La tensione salì vertiginosamente un martedì mattina, quando i corridoi della Haesix vennero chiusi al traffico ordinario per accogliere la delegazione giapponese. La prestigiosa etichetta di Tokyo aveva deciso di inviare in Corea la sua nuova, scintillante punta di diamante per uno scambio culturale e musicale che prometteva scintille.
Il suo nome era Shun, ed era quanto di più lontano potesse esistere da Tang.
Shun era un gatto di razza Kuroneko giapponese dal pelo lucido come la seta nera bagnata, alto, slanciato, con zampe chilometriche che sembravano usurate da una passerella di haute couture anziché da una lettiera, e due enormi occhi di giada capaci di ipnotizzare chiunque a trecentosessanta gradi. Apparteneva a Kenji, una delle popstar più famose del Sol Levante, un ragazzo dai capelli argentati e i vestiti asimmetrici che firmava autografi con l'aria di chi possiede metà del PIL nipponico.
Quando la porta scorrevole della sala riunioni principale si aprì, Shun fece il suo ingresso con un'andatura fluida e felpata che faceva impallidire qualsiasi coreografo di Seoul. Il suo collare era una sottile fascia di platino con intarsi di zaffiri, e veniva trasportato all'interno di una gabbietta di design in alluminio spazzolato che sembrava uscita da un laboratorio aerospaziale.
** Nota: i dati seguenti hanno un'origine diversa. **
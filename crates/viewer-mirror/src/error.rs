//! viewer-mirror エラー型

use thiserror::Error;
use viewer_proto::{FieldIndex, ObjectId, ProtoError};

/// シンボル名によるフィールド参照の失敗
///
/// 呼び出し側のプログラミングエラー。黙って None にせず必ず表に出す。
#[derive(Debug, Clone, PartialEq, Eq, Error)]
pub enum LookupError {
    /// id に対応する ApiDescriptor がまだ届いていない
    #[error("no api descriptor for object {0}")]
    NoDescriptor(ObjectId),
    /// ApiDescriptor にシンボル名が無い
    #[error("object {id} has no field named `{name}`")]
    NoField { id: ObjectId, name: String },
    /// id に対応する StateObject がまだ届いていない
    #[error("no state for object {0}")]
    NoObject(ObjectId),
    /// インデックスは解決できたが値が一度も届いていない
    #[error("field `{name}` (index {index}) of object {id} has no value yet")]
    Unset {
        id: ObjectId,
        name: String,
        index: FieldIndex,
    },
}

/// ミラー操作のエラー
#[derive(Debug, Error)]
pub enum MirrorError {
    /// 受信フレームの解析失敗
    #[error(transparent)]
    Proto(#[from] ProtoError),
    /// フィールド・オブジェクト参照の失敗
    #[error(transparent)]
    Lookup(#[from] LookupError),
}
//! ブラウザコンソールへのログ出力
//!
//! tracing-subscriber の fmt レイヤーを使い、1 イベント 1 行で
//! `console.error` / `console.warn` / `console.log` / `console.debug` に振り分ける。

use std::io;

use tracing::{Level, Metadata};
use tracing_subscriber::fmt::MakeWriter;
use tracing_subscriber::EnvFilter;
use wasm_bindgen::JsValue;

/// fmt レイヤー用の writer ファクトリ
#[derive(Debug, Clone, Copy, Default)]
pub struct ConsoleMakeWriter;

/// 1 イベント分の出力を溜めて drop 時にコンソールへ書く
pub struct ConsoleWriter {
    level: Level,
    buf: Vec<u8>,
}

impl ConsoleWriter {
    fn new(level: Level) -> Self {
        ConsoleWriter {
            level,
            buf: Vec::new(),
        }
    }

    fn emit(&mut self) {
        if self.buf.is_empty() {
            return;
        }
        let line = String::from_utf8_lossy(&self.buf);
        let line = JsValue::from_str(line.trim_end());
        match self.level {
            Level::ERROR => web_sys::console::error_1(&line),
            Level::WARN => web_sys::console::warn_1(&line),
            Level::INFO => web_sys::console::log_1(&line),
            _ => web_sys::console::debug_1(&line),
        }
        self.buf.clear();
    }
}

impl io::Write for ConsoleWriter {
    fn write(&mut self, buf: &[u8]) -> io::Result<usize> {
        self.buf.extend_from_slice(buf);
        Ok(buf.len())
    }

    fn flush(&mut self) -> io::Result<()> {
        self.emit();
        Ok(())
    }
}

impl Drop for ConsoleWriter {
    fn drop(&mut self) {
        self.emit();
    }
}

impl<'a> MakeWriter<'a> for ConsoleMakeWriter {
    type Writer = ConsoleWriter;

    fn make_writer(&'a self) -> Self::Writer {
        ConsoleWriter::new(Level::INFO)
    }

    fn make_writer_for(&'a self, meta: &Metadata<'_>) -> Self::Writer {
        ConsoleWriter::new(*meta.level())
    }
}

/// グローバル subscriber を設定する
///
/// `filter` は `EnvFilter` 構文（例: `"info"`, `"viewer_mirror=debug,info"`）。
/// 既に設定済みなら何もしない。
pub fn install(filter: &str) -> Result<(), String> {
    let filter = EnvFilter::try_new(filter).map_err(|e| e.to_string())?;
    let result = tracing_subscriber::fmt()
        .with_env_filter(filter)
        .with_writer(ConsoleMakeWriter)
        .with_ansi(false)
        .without_time()
        .with_target(true)
        .try_init();
    if result.is_err() {
        tracing::debug!("tracing subscriber already installed");
    }
    Ok(())
}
Tang, che stava beatamente sonnecchiando sulla sua poltrona ergonomica in attesa della razione di brodo di pollo dietetico, aprì lentamente un solo occhio ambrato, esaminando da capo a piedi il nuovo arrivato con la stessa simpatia con cui un critico d'arte guarda un quadro dipinto da un bambino dell'asilo.
Shun si liberò con un balzo aggraziato dalla sua capsula spaziale, si stiracchiò allungando la schiena in un arco perfetto e fissò Tang.
«Quindi tu saresti il famoso Tang» miagolò Shun con una voce morbida, fluida e intrisa di un sarcasmo così sottile da tagliare il vetro. «Mi aspettavo una divinità felina capace di piegare i sintetizzatori con il pensiero. Invece vedo un barilotto di catrame e peluche che ha confuso la tastiera di un computer con una ciotola di ramen avanzato. Dicono che tu abbia inventato il genere lofi-animal, ma a giudicare dalla tua circonferenza direi che il tuo unico vero talento è la digestione lenta».